Tips and Tricks to Avoid ALLERGY FACE®

Because spring is just beginning.

This post is sponsored by ZYRTEC®

Watery eyes, red nose and puffiness… the dreaded beauty challenges that often come with seasonal allergies. Or, as ZYRTEC® coined it: ALLERGY FACE®!

It’s not a good look.

But what happens when you’re prone to the dreaded ALLERGY FACE® and you have to show up at *gasp* an outdoor event?

It’s an allergy-prone woman’s nightmare. Especially for those of us at Create & Cultivate – Half of our events are outdoors. And if you’re anything like our founder, and CEO, whose allergies can run amuck during the Spring, you know how stressful it can be to keep allergies at bay. Not anymore!

Here are some tips and tricks for making sure you can face the world (and outdoor events) this spring.

Spring into action

Did you know there are only 92 days of the spring season? Which means, when you need relief, you need it fast. If you know you’re heading to an outdoor event where your allergies are likely to act up (i.e. cue the puffiness and watery eyes) you should absolutely prepare in advance.
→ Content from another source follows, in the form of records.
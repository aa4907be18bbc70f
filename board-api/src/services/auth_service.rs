use argon2::{
    password_hash::{rand_core::OsRng, PasswordHash, PasswordHasher, PasswordVerifier, SaltString},
    Argon2,
};
use rand::Rng;
use uuid::Uuid;

use board_shared::errors::{AppError, AppResult, ErrorCode};
use board_shared::types::auth::TokenPair;

use crate::models::{NewUser, User, VerificationPurpose};
use crate::services::{token_service, verification_service};
use crate::AppState;

const PASSWORD_SPECIALS: &str = "@$!%*#?&";

pub fn hash_password(password: &str) -> Result<String, AppError> {
    let salt = SaltString::generate(&mut OsRng);
    let argon2 = Argon2::default();
    argon2
        .hash_password(password.as_bytes(), &salt)
        .map(|h| h.to_string())
        .map_err(|e| AppError::internal(format!("password hashing failed: {e}")))
}

pub fn verify_password(password: &str, hash: &str) -> Result<bool, AppError> {
    let parsed_hash = PasswordHash::new(hash)
        .map_err(|e| AppError::internal(format!("invalid password hash: {e}")))?;
    Ok(Argon2::default()
        .verify_password(password.as_bytes(), &parsed_hash)
        .is_ok())
}

/// At least 8 characters drawn from letters, digits and `@$!%*#?&`, with at
/// least one of each class.
pub fn validate_password(password: &str) -> Result<(), AppError> {
    let allowed_only = password
        .chars()
        .all(|c| c.is_ascii_alphanumeric() || PASSWORD_SPECIALS.contains(c));
    let has_letter = password.chars().any(|c| c.is_ascii_alphabetic());
    let has_digit = password.chars().any(|c| c.is_ascii_digit());
    let has_special = password.chars().any(|c| PASSWORD_SPECIALS.contains(c));

    if password.chars().count() < 8 || !allowed_only || !has_letter || !has_digit || !has_special {
        return Err(AppError::new(
            ErrorCode::PasswordTooWeak,
            "비밀번호는 영문, 숫자, 특수문자로 이루어져야 합니다.",
        ));
    }
    Ok(())
}

pub fn generate_verification_code() -> i32 {
    rand::thread_rng().gen_range(100_000..=999_999)
}

pub fn normalize_email(email: &str) -> String {
    email.trim().to_lowercase()
}

/// Issues a fresh pair and replaces the stored refresh-token hash, which
/// invalidates any refresh token handed out before.
async fn issue_tokens(state: &AppState, user: &User) -> AppResult<TokenPair> {
    let (token_pair, refresh_hash) =
        token_service::create_token_pair(user.id, &user.email, &state.config)?;
    state.users.update_refresh_token(user.id, Some(&refresh_hash)).await?;
    Ok(token_pair)
}

pub async fn sign_up(
    state: &AppState,
    email: &str,
    nickname: &str,
    password: &str,
) -> AppResult<TokenPair> {
    let email = normalize_email(email);
    let nickname = nickname.trim();
    if nickname.is_empty() {
        return Err(AppError::new(ErrorCode::ValidationError, "닉네임을 입력해주세요."));
    }

    if state.users.find_by_email(&email).await?.is_some() {
        return Err(AppError::new(ErrorCode::EmailAlreadyExists, "이미 가입되어 있는 이메일입니다."));
    }
    verification_service::require_verified(state, &email, VerificationPurpose::Signup).await?;
    validate_password(password)?;

    let password_hash = hash_password(password)?;
    let user = state
        .users
        .create(NewUser {
            id: Uuid::now_v7(),
            email: email.clone(),
            nickname: nickname.to_string(),
            password_hash,
        })
        .await?;

    state.verifications.delete(&email, VerificationPurpose::Signup).await?;

    let token_pair = issue_tokens(state, &user).await?;

    tracing::info!(user_id = %user.id, email = %user.email, "user registered");
    Ok(token_pair)
}

pub async fn sign_in(state: &AppState, email: &str, password: &str) -> AppResult<TokenPair> {
    let email = normalize_email(email);

    let user = state
        .users
        .find_by_email(&email)
        .await?
        .ok_or_else(|| AppError::new(ErrorCode::UserNotFound, "존재하지 않는 유저입니다."))?;

    if !verify_password(password, &user.password_hash)? {
        tracing::warn!(user_id = %user.id, "sign-in with wrong password");
        return Err(AppError::new(ErrorCode::InvalidCredentials, "비밀번호가 올바르지 않습니다."));
    }

    let token_pair = issue_tokens(state, &user).await?;

    tracing::info!(user_id = %user.id, "user signed in");
    Ok(token_pair)
}

pub async fn change_password(
    state: &AppState,
    email: &str,
    new_password: &str,
) -> AppResult<TokenPair> {
    let email = normalize_email(email);

    verification_service::require_verified(state, &email, VerificationPurpose::PasswordChange).await?;
    validate_password(new_password)?;

    let user = state
        .users
        .find_by_email(&email)
        .await?
        .ok_or_else(|| AppError::new(ErrorCode::UserNotFound, "존재하지 않는 유저입니다."))?;

    let password_hash = hash_password(new_password)?;
    state.users.update_password(user.id, &password_hash).await?;
    state
        .verifications
        .delete(&email, VerificationPurpose::PasswordChange)
        .await?;

    let token_pair = issue_tokens(state, &user).await?;

    tracing::info!(user_id = %user.id, "password changed");
    Ok(token_pair)
}

pub async fn refresh(
    state: &AppState,
    user_id: Uuid,
    presented_refresh_token: &str,
) -> AppResult<TokenPair> {
    let revoked = || AppError::new(ErrorCode::RefreshTokenRevoked, "invalid refresh token");

    let user = state.users.find_by_id(user_id).await?.ok_or_else(revoked)?;

    let presented_hash = token_service::hash_token(presented_refresh_token);
    if user.refresh_token_hash.as_deref() != Some(presented_hash.as_str()) {
        tracing::warn!(user_id = %user_id, "stale or foreign refresh token presented");
        return Err(revoked());
    }

    let token_pair = issue_tokens(state, &user).await?;

    tracing::info!(user_id = %user.id, "token refreshed");
    Ok(token_pair)
}

pub async fn delete_user(state: &AppState, user_id: Uuid) -> AppResult<()> {
    if !state.users.delete(user_id).await? {
        return Err(AppError::new(ErrorCode::UserNotFound, "존재하지 않는 유저입니다."));
    }
    tracing::info!(user_id = %user_id, "user deleted");
    Ok(())
}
“The last thing I need when I’m on stage is to be sneezing or have puffiness. I make sure to take ZYRTEC® the week leading up to any event. It’s a product that starts working hard at hour one and works twice as hard when you take it again the next day, which is an absolute must to prep for any last minute snafooz or sneezes,” shares C&C founder Jaclyn Johnson. “In addition, following some of my favorite beauty tips for combatting ALLERGY FACE® helps me look amazing so I can put my best face forward at any outdoor events this spring!”

ALLERGY FACE® See Ya Later

Go ahead and stop and smell the roses because celebrity makeup artist Jamie Greenberg offered a few beauty tricks and tips for dealing with allergy-related beauty challenges. (Uh-huh that puffiness  and red nose we mentioned. You’re not Rudolph after all. Cute as he may be.)

To combat a red nose, Jamie says, “Use a green-tinted concealer to help cancel out redness. Apply a full-coverage foundation all over the face followed by a translucent powder to help set the foundation and keep it lasting.”

If watery eyes are your issue, the makeup artist, who works with celebs like Jordana Brewster, advises that, “A bold, glossy lip is a great way to distract from watery eyes, especially when you don’t feel like wearing a lot of makeup.”

Also, a cooling moisturizer can help rid your face of puffiness. When you’re back at home, don’t use something that can make it worse. “Make sure makeup removing wipes are marked gentle and for sensitive skin or you’ll run the risk of worsening redness from ALLERGY FACE®,” shares Jamie.

However you swing it, spring is coming. So it’s best to prepare!